The median age was 67 years. The median follow-up was 7 years (range 3-14 years). Radiotherapy was delivered to a total dose of 50 Gy in 16 fractions treating daily, 5 days a week over 21 days.
Results: Locoregional control rates with radiotherapy alone were 92% at 2 years and 88% at 5 years. After salvage surgery, the ultimate locoregional control rate was 96%. The relapse-free survival rates at 2 and 5 years were 85 and 70%, respectively. The cause-specific survival rates at 2 and 5 years were 99 and 97%, respectively. Overall Bak apoptosis survival rates at 2 and 5 years were 91 and 76%, respectively. Second primary cancers occurred in 21% of patients, primarily in the lung.
Conclusions: Radiotherapy
to a total dose of 50 Gy in 16 fractions for T1N0M0 squamous cell carcinoma of the larynx offers high locoregional control rates with voice preservation. These results from a hypofractionated radiotherapy schedule are comparable with other longer fractionation schedules and offer potential for optimising resource usage. Cheah, N. L. C. et
at. (2009). Clinical Oncology 21, 494-501 (C) 2009 The Royal College of Radiologists. Published by Elsevier Ltd. All rights reserved.”

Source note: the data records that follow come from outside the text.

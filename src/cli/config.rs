//! Configuration CLI commands

use clap::Subcommand;

use super::{parse_money, parse_partner};
use crate::audit::EntityType;
use crate::config::paths::AgoraPaths;
use crate::config::settings::Settings;
use crate::error::AgoraResult;
use crate::models::Partner;
use crate::storage::Storage;

#[derive(Subcommand)]
pub enum ConfigCommands {
    /// Set a partner's display name and/or initial investment
    SetPartner {
        /// Partner (a or b)
        partner: String,
        #[arg(short, long)]
        name: Option<String>,
        #[arg(short, long)]
        investment: Option<String>,
    },
}

/// Show paths and settings, or apply a config change
pub fn handle_config_command(
    storage: &Storage,
    paths: &AgoraPaths,
    settings: &mut Settings,
    cmd: Option<ConfigCommands>,
) -> AgoraResult<()> {
    match cmd {
        None => {
            println!("Agora Books Configuration");
            println!("=========================");
            println!("Base directory: {}", paths.base_dir().display());
            println!("Data directory: {}", paths.data_dir().display());
            println!("Settings file:  {}", paths.settings_file().display());
            println!("Audit log:      {}", paths.audit_log().display());
            println!();
            println!("Settings:");
            println!("  Currency:    {}", settings.currency_symbol);
            println!("  Date format: {}", settings.date_format);
            for partner in Partner::ALL {
                let profile = settings.partners.get(partner);
                println!(
                    "  Partner {}:   {} (initial investment {})",
                    partner,
                    profile.name,
                    profile
                        .initial_investment
                        .format_with_symbol(&settings.currency_symbol)
                );
            }
        }

        Some(ConfigCommands::SetPartner {
            partner,
            name,
            investment,
        }) => {
            let partner = parse_partner(&partner)?;
            let before = settings.clone();

            let profile = settings.partners.get_mut(partner);
            if let Some(name) = name {
                profile.name = name.trim().to_string();
            }
            if let Some(investment) = investment {
                profile.initial_investment = parse_money(&investment)?;
            }

            settings.save(paths)?;
            storage.log_update(
                EntityType::Settings,
                format!("partner-{}", partner.code()),
                Some(settings.partner_name(partner).to_string()),
                &before,
                &*settings,
            )?;

            println!("Updated partner {}: {}", partner, settings.partner_name(partner));
        }
    }

    Ok(())
}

“Many studies have attested that not only does HBV genotype influence the outcome of the disease but it also influences the outcome of therapy with interferons and pegylated interferons, with genotype A doing better than genotype
Epigenetics inhibitor D in Caucasians and genotype B better than genotype C in Asians. However, the guidelines from three regional bodies – AASLD, APASL and EASL – all stop short of recommending see more genotyping as part of the management of chronic hepatitis B. The recommendations, however, from several national organizations as well as from individual reviewers suggest that genotyping is essential to detect patients in whom the use of pegylated interferon will give a high likelihood of response with a finite course of therapy and avoid the disadvantages of nucleoside analogues with their viral resistance. It is concluded that determination of HBV genotype should form part of the management in treating chronic hepatitis B.”

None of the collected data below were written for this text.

//! User settings for Agora Books
//!
//! Stores display preferences and the per-partner profile, including the
//! historical initial investment used by the balance calculator.

use serde::{Deserialize, Serialize};

use super::paths::AgoraPaths;
use crate::error::AgoraError;
use crate::models::{InitialInvestments, Money, Partner};

/// Display name and historical data for one partner
#[derive(Debug, Clone, PartialEq, Serialize, Deserialize)]
pub struct PartnerProfile {
    /// Name shown in reports
    pub name: String,

    /// Capital the partner put into the company when it was founded
    #[serde(default)]
    pub initial_investment: Money,
}

/// Profiles for both partners
#[derive(Debug, Clone, PartialEq, Serialize, Deserialize)]
pub struct PartnerProfiles {
    pub a: PartnerProfile,
    pub b: PartnerProfile,
}

impl PartnerProfiles {
    pub fn get(&self, partner: Partner) -> &PartnerProfile {
        match partner {
            Partner::A => &self.a,
            Partner::B => &self.b,
        }
    }

    pub fn get_mut(&mut self, partner: Partner) -> &mut PartnerProfile {
        match partner {
            Partner::A => &mut self.a,
            Partner::B => &mut self.b,
        }
    }
}

impl Default for PartnerProfiles {
    fn default() -> Self {
        Self {
            a: PartnerProfile {
                name: "Partner A".into(),
                initial_investment: Money::zero(),
            },
            b: PartnerProfile {
                name: "Partner B".into(),
                initial_investment: Money::zero(),
            },
        }
    }
}

/// User settings for Agora Books
#[derive(Debug, Clone, Serialize, Deserialize)]
pub struct Settings {
    /// Schema version for migration support
    #[serde(default = "default_schema_version")]
    pub schema_version: u32,

    /// Currency symbol used in reports
    #[serde(default = "default_currency")]
    pub currency_symbol: String,

    /// Date format preference (strftime format)
    #[serde(default = "default_date_format")]
    pub date_format: String,

    /// Partner names and initial investments
    #[serde(default)]
    pub partners: PartnerProfiles,
}

fn default_schema_version() -> u32 {
    1
}

fn default_currency() -> String {
    "€".to_string()
}

fn default_date_format() -> String {
    "%d/%m/%Y".to_string()
}

impl Default for Settings {
    fn default() -> Self {
        Self {
            schema_version: default_schema_version(),
            currency_symbol: default_currency(),
            date_format: default_date_format(),
            partners: PartnerProfiles::default(),
        }
    }
}

impl Settings {
    /// Initial investments as handed to the balance calculator
    pub fn initial_investments(&self) -> InitialInvestments {
        InitialInvestments {
            a: self.partners.a.initial_investment,
            b: self.partners.b.initial_investment,
        }
    }

    /// Display name for a partner
    pub fn partner_name(&self, partner: Partner) -> &str {
        &self.partners.get(partner).name
    }

    /// Load settings from disk, or create default settings if file doesn't exist
    pub fn load_or_create(paths: &AgoraPaths) -> Result<Self, AgoraError> {
        let settings_path = paths.settings_file();

        if settings_path.exists() {
            let contents = std::fs::read_to_string(&settings_path)
                .map_err(|e| AgoraError::Io(format!("Failed to read settings file: {}", e)))?;

            let settings: Settings = serde_json::from_str(&contents).map_err(|e| {
                AgoraError::Config(format!("Failed to parse settings file: {}", e))
            })?;

            Ok(settings)
        } else {
            // Don't save yet - let caller decide when to persist
            Ok(Settings::default())
        }
    }

    /// Save settings to disk
    pub fn save(&self, paths: &AgoraPaths) -> Result<(), AgoraError> {
        paths.ensure_directories()?;

        let contents = serde_json::to_string_pretty(self)
            .map_err(|e| AgoraError::Config(format!("Failed to serialize settings: {}", e)))?;

        std::fs::write(paths.settings_file(), contents)
            .map_err(|e| AgoraError::Io(format!("Failed to write settings file: {}", e)))?;

        Ok(())
    }
}

#[cfg(test)]
mod tests {
    use super::*;
    use rust_decimal_macros::dec;
    use tempfile::TempDir;

    #[test]
    fn test_default_settings() {
        let settings = Settings::default();
        assert_eq!(settings.currency_symbol, "€");
        assert_eq!(settings.partner_name(Partner::A), "Partner A");
        assert!(settings.initial_investments().a.is_zero());
        assert!(settings.initial_investments().b.is_zero());
    }

    #[test]
    fn test_save_and_load() {
        let temp_dir = TempDir::new().unwrap();
        let paths = AgoraPaths::with_base_dir(temp_dir.path().to_path_buf());

        let mut settings = Settings::default();
        settings.partners.get_mut(Partner::B).name = "Rui".into();
        settings.partners.get_mut(Partner::B).initial_investment = Money::new(dec!(2500.00));

        settings.save(&paths).unwrap();

        let loaded = Settings::load_or_create(&paths).unwrap();
        assert_eq!(loaded.partner_name(Partner::B), "Rui");
        assert_eq!(
            loaded.initial_investments().for_partner(Partner::B),
            Money::new(dec!(2500.00))
        );
    }

    #[test]
    fn test_missing_fields_use_defaults() {
        let settings: Settings = serde_json::from_str(r#"{"schema_version": 1}"#).unwrap();
        assert_eq!(settings.date_format, "%d/%m/%Y");
        assert_eq!(settings.partners, PartnerProfiles::default());
    }
}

“Our study aimed to understand the characteristics of ventilator dependence in patients at a respiratory care center and the potential effects of physical therapy on ventilator weaning and patients’ functional status. Prospective data collection consisted of the following: (1) demographic data, including name, gender, age, diagnosis, the Acute Physiology and Chronic Health Evaluation as a severity of the disease, modified Glasgow Coma Scale, mobility at the time of admission, and days of hospitalization; (2) Rapid shallow breathing index (RSBI) as a predictive indicator of ventilator weaning, including indicators of ventilator weaning were collected from the respiratory flow sheet; and (3) Barthel index.